SUPPLIED MATERIAL:
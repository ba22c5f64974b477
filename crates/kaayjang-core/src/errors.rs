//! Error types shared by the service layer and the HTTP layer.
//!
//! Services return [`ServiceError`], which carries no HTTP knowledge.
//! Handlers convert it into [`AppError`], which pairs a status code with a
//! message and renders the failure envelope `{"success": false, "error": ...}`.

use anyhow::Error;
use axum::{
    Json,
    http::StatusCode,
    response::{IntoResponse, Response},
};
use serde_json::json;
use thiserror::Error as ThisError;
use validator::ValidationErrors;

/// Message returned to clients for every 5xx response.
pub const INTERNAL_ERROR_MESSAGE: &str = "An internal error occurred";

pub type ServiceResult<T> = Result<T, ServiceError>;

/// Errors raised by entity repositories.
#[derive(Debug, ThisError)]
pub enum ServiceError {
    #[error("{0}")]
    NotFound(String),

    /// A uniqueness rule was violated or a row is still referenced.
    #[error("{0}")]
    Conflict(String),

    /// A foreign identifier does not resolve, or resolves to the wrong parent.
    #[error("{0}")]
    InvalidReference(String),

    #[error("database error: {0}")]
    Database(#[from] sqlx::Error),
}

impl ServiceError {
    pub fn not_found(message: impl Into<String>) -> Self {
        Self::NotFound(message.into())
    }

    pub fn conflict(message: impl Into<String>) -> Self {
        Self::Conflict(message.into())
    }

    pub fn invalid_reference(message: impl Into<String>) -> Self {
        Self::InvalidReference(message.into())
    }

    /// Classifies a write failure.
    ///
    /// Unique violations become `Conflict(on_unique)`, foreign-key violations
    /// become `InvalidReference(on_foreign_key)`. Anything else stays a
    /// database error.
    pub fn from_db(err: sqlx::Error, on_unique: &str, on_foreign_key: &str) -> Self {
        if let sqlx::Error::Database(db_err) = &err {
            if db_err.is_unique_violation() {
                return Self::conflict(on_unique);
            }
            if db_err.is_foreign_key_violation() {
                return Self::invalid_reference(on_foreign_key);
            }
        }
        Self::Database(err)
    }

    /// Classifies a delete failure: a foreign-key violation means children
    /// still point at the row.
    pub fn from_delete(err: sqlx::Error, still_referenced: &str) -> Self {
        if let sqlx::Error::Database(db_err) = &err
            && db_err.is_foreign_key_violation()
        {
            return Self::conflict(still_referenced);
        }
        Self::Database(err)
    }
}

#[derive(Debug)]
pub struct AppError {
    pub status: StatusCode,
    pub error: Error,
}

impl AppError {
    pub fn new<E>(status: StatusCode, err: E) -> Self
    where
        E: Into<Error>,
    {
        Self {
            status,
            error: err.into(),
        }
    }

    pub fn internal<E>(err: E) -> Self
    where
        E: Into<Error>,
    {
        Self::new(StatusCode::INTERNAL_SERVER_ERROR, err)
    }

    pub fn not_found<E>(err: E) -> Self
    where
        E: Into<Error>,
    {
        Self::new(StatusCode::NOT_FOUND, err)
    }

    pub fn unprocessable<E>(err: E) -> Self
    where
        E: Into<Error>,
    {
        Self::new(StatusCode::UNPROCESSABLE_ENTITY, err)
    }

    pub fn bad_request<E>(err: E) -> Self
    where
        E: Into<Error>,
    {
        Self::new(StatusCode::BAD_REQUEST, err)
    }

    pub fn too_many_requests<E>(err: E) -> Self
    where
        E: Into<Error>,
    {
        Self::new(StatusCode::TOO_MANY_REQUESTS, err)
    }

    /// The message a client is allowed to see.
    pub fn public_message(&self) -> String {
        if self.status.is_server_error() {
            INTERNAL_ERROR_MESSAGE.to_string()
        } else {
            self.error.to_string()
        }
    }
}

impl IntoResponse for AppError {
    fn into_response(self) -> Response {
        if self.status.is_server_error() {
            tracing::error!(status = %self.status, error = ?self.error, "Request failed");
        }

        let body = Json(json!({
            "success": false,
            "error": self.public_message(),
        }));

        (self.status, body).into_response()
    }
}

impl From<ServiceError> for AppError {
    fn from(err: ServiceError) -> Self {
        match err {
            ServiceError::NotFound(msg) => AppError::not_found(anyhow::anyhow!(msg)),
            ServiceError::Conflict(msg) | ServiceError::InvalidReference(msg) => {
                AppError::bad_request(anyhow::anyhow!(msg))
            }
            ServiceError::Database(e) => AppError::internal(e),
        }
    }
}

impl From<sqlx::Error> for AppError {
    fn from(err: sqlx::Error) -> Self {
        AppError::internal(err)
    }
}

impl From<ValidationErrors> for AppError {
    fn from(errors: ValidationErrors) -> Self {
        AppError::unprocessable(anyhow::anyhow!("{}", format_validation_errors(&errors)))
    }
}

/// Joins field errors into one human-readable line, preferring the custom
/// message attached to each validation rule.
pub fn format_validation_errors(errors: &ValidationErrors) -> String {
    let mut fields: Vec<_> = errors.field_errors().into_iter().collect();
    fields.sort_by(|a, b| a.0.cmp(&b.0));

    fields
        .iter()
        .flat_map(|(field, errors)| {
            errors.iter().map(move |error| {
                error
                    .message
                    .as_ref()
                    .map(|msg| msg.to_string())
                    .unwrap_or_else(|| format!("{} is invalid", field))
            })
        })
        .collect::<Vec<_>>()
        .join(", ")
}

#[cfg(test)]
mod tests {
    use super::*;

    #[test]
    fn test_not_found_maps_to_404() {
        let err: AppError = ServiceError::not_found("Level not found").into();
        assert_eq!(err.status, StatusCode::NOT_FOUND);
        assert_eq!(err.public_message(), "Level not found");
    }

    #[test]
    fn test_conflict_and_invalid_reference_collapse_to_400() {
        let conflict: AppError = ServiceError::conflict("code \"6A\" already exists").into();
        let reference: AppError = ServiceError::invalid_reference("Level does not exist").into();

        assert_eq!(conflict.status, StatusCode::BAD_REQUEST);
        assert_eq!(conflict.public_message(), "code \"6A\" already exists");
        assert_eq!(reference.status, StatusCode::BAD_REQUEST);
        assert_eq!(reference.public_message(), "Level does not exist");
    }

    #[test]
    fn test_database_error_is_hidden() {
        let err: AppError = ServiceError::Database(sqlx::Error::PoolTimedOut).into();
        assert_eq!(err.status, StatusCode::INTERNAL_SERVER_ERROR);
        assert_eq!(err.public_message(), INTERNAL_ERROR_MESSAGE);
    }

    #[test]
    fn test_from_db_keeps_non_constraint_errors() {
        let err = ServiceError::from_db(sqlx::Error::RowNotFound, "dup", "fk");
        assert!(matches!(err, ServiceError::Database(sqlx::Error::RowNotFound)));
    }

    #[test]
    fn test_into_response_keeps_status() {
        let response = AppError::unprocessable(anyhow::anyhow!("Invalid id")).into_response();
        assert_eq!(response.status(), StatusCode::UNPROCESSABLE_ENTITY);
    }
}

YOUR ASSIGNMENT: Up to and including the line that contains "code with a", output the records above exactly, beginning with their first line.

EXPECTED ANSWER:
repository ba22c5f64974b477
filename crates/kaayjang-core/src/errors.rs
//! Error types shared by the service layer and the HTTP layer.
//!
//! Services return [`ServiceError`], which carries no HTTP knowledge.
//! Handlers convert it into [`AppError`], which pairs a status code with a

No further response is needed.